■ BRIEF ■
Look through the records below for lines containing the string "Some", and report how many there are, nothing else.

*** DATA TO EXAMINE ***

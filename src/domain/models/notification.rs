use serde::{Deserialize, Serialize};

/// Transient message shown to the user after an interaction.
#[derive(Debug, Clone, PartialEq, Eq, Serialize, Deserialize)]
pub struct Notification {
    pub message: String,
    pub variant: NotificationVariant,
}

#[derive(Debug, Clone, Copy, PartialEq, Eq, Serialize, Deserialize)]
#[serde(rename_all = "lowercase")]
pub enum NotificationVariant {
    Success,
    Error,
}

impl Notification {
    pub fn success(message: impl Into<String>) -> Self {
        Self { message: message.into(), variant: NotificationVariant::Success }
    }

    pub fn error(message: impl Into<String>) -> Self {
        Self { message: message.into(), variant: NotificationVariant::Error }
    }

    pub fn is_error(&self) -> bool {
        self.variant == NotificationVariant::Error
    }
}
pub mod dtos;
pub mod extractors;
pub mod handlers;
pub mod router;
pub mod views;
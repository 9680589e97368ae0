use axum::{
    extract::{FromRequestParts, FromRef},
    http::{request::Parts, StatusCode},
    response::{IntoResponse, Redirect, Response},
};
use crate::config::Config;
use crate::state::AppState;
use crate::domain::models::{auth::{Claims, Principal}, user::User};
use crate::domain::services::auth_service::{TokenTriple, ACCESS_TOKEN_AUDIENCE};
use crate::error::AppError;
use std::sync::Arc;
use time::Duration;
use tower_cookies::{cookie::SameSite, Cookie, Cookies};
use jsonwebtoken::{decode, DecodingKey, Validation, Algorithm};
use tracing::{debug, info, Span};

pub const ACCESS_COOKIE: &str = "access_token";
pub const REFRESH_COOKIE: &str = "refresh_token";
pub const CSRF_HEADER: &str = "X-CSRF-Token";

pub struct AuthUser(pub Principal);

pub enum AuthRejection {
    /// No valid session; send the browser to the login page.
    Unauthenticated,
    CsrfMismatch,
    Misconfigured,
}

impl IntoResponse for AuthRejection {
    fn into_response(self) -> Response {
        match self {
            AuthRejection::Unauthenticated => Redirect::to("/login").into_response(),
            AuthRejection::CsrfMismatch => StatusCode::FORBIDDEN.into_response(),
            AuthRejection::Misconfigured => StatusCode::INTERNAL_SERVER_ERROR.into_response(),
        }
    }
}

/// Validates an access token and turns its claims into a [`Principal`].
pub fn decode_principal(state: &AppState, access_token: &str) -> Result<Option<Principal>, AuthRejection> {
    let decoding_key = DecodingKey::from_ed_pem(state.config.jwt_public_key.as_bytes())
        .map_err(|_| AuthRejection::Misconfigured)?;

    let mut validation = Validation::new(Algorithm::EdDSA);
    validation.set_audience(&[ACCESS_TOKEN_AUDIENCE]);
    validation.set_issuer(&[state.config.auth_issuer.as_str()]);

    match decode::<Claims>(access_token, &decoding_key, &validation) {
        Ok(data) => Ok(Some(Principal::from(data.claims))),
        Err(e) => {
            debug!("Rejected access token: {}", e);
            Ok(None)
        }
    }
}

pub fn set_session_cookies(cookies: &Cookies, config: &Config, access: &str, refresh: &str) {
    let mut access_c = Cookie::new(ACCESS_COOKIE, access.to_string());
    access_c.set_http_only(true);
    access_c.set_secure(config.secure_cookies);
    access_c.set_same_site(SameSite::Lax);
    access_c.set_path("/");
    access_c.set_max_age(Duration::minutes(15));
    cookies.add(access_c);

    let mut refresh_c = Cookie::new(REFRESH_COOKIE, refresh.to_string());
    refresh_c.set_http_only(true);
    refresh_c.set_secure(config.secure_cookies);
    refresh_c.set_same_site(SameSite::Strict);
    refresh_c.set_path("/");
    refresh_c.set_max_age(Duration::days(7));
    cookies.add(refresh_c);
}

/// Trades the refresh cookie for a new token pair and writes both cookies.
pub async fn rotate_session(state: &AppState, cookies: &Cookies) -> Result<(User, TokenTriple), AppError> {
    let raw_token = cookies.get(REFRESH_COOKIE)
        .ok_or(AppError::Unauthorized)?
        .value()
        .to_string();

    let token_hash = state.auth_service.hash_token(&raw_token);
    let record = state.auth_repo.find_refresh_token(&token_hash).await?
        .ok_or(AppError::Unauthorized)?;

    let user = state.user_directory.find_by_id(&record.user_id).await?
        .ok_or(AppError::Unauthorized)?;

    let tokens = state.auth_service.refresh(&raw_token, &user).await?;
    set_session_cookies(cookies, &state.config, &tokens.0, &tokens.1);

    Ok((user, tokens))
}

async fn resume_session(state: &AppState, cookies: &Cookies) -> Result<Principal, AuthRejection> {
    if cookies.get(REFRESH_COOKIE).is_none() {
        return Err(AuthRejection::Unauthenticated);
    }

    let (user, (access_token, _, _)) = rotate_session(state, cookies).await.map_err(|e| {
        debug!("Session not resumed: {}", e);
        AuthRejection::Unauthenticated
    })?;

    info!("Session resumed for user: {}", user.id);

    decode_principal(state, &access_token)?.ok_or(AuthRejection::Misconfigured)
}

impl<S> FromRequestParts<S> for AuthUser
where
    S: Send + Sync,
    Arc<AppState>: FromRef<S>,
{
    type Rejection = AuthRejection;

    async fn from_request_parts(parts: &mut Parts, state: &S) -> Result<Self, Self::Rejection> {
        let cookies = parts.extensions.get::<Cookies>()
            .cloned()
            .ok_or(AuthRejection::Misconfigured)?;

        let app_state = <Arc<AppState> as FromRef<S>>::from_ref(state);

        let principal = match cookies.get(ACCESS_COOKIE) {
            Some(cookie) => decode_principal(&app_state, cookie.value())?,
            None => None,
        };

        // An expired access cookie is replaced from the refresh cookie, so a
        // submitted form survives the rotation.
        let principal = match principal {
            Some(principal) => principal,
            None => resume_session(&app_state, &cookies).await?,
        };

        // Script clients send the token as a header; HTML forms carry it in
        // the body and are checked by the handler.
        if let Some(header) = parts.headers.get(CSRF_HEADER) {
            let value = header.to_str().map_err(|_| AuthRejection::CsrfMismatch)?;
            if value != principal.csrf_token {
                return Err(AuthRejection::CsrfMismatch);
            }
        }

        Span::current().record("user_id", principal.user_id.as_str());

        Ok(AuthUser(principal))
    }
}
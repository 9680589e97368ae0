use crate::domain::{models::auth::RefreshTokenRecord, ports::AuthRepository};
use crate::error::AppError;
use async_trait::async_trait;
use chrono::Utc;
use sqlx::PgPool;
use uuid::Uuid;

pub struct PostgresAuthRepo { pool: PgPool }
impl PostgresAuthRepo { pub fn new(pool: PgPool) -> Self { Self { pool } } }

#[async_trait]
impl AuthRepository for PostgresAuthRepo {
    async fn create_refresh_token(&self, record: &RefreshTokenRecord) -> Result<(), AppError> {
        sqlx::query(
            "INSERT INTO refresh_tokens (token_hash, user_id, family_id, generation_id, csrf_token, expires_at, created_at) VALUES ($1, $2, $3, $4, $5, $6, $7)"
        )
            .bind(&record.token_hash)
            .bind(&record.user_id)
            .bind(record.family_id)
            .bind(record.generation_id)
            .bind(&record.csrf_token)
            .bind(record.expires_at)
            .bind(record.created_at)
            .execute(&self.pool).await.map_err(AppError::Database)?;
        Ok(())
    }

    async fn find_refresh_token(&self, token_hash: &str) -> Result<Option<RefreshTokenRecord>, AppError> {
        sqlx::query_as::<_, RefreshTokenRecord>(
            "SELECT token_hash, user_id, family_id, generation_id, csrf_token, expires_at, created_at
             FROM refresh_tokens WHERE token_hash = $1"
        )
            .bind(token_hash)
            .fetch_optional(&self.pool).await.map_err(AppError::Database)
    }

    async fn delete_refresh_token(&self, token_hash: &str) -> Result<(), AppError> {
        sqlx::query("DELETE FROM refresh_tokens WHERE token_hash = $1")
            .bind(token_hash)
            .execute(&self.pool).await.map_err(AppError::Database)?;
        Ok(())
    }

    async fn delete_refresh_family(&self, family_id: Uuid) -> Result<(), AppError> {
        sqlx::query("DELETE FROM refresh_tokens WHERE family_id = $1")
            .bind(family_id)
            .execute(&self.pool).await.map_err(AppError::Database)?;
        Ok(())
    }

    async fn delete_expired(&self) -> Result<u64, AppError> {
        let result = sqlx::query("DELETE FROM refresh_tokens WHERE expires_at < $1")
            .bind(Utc::now())
            .execute(&self.pool).await.map_err(AppError::Database)?;
        Ok(result.rows_affected())
    }
}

*** End of DATA TO EXAMINE ***

■ OUTPUT FOR THIS TASK ■
4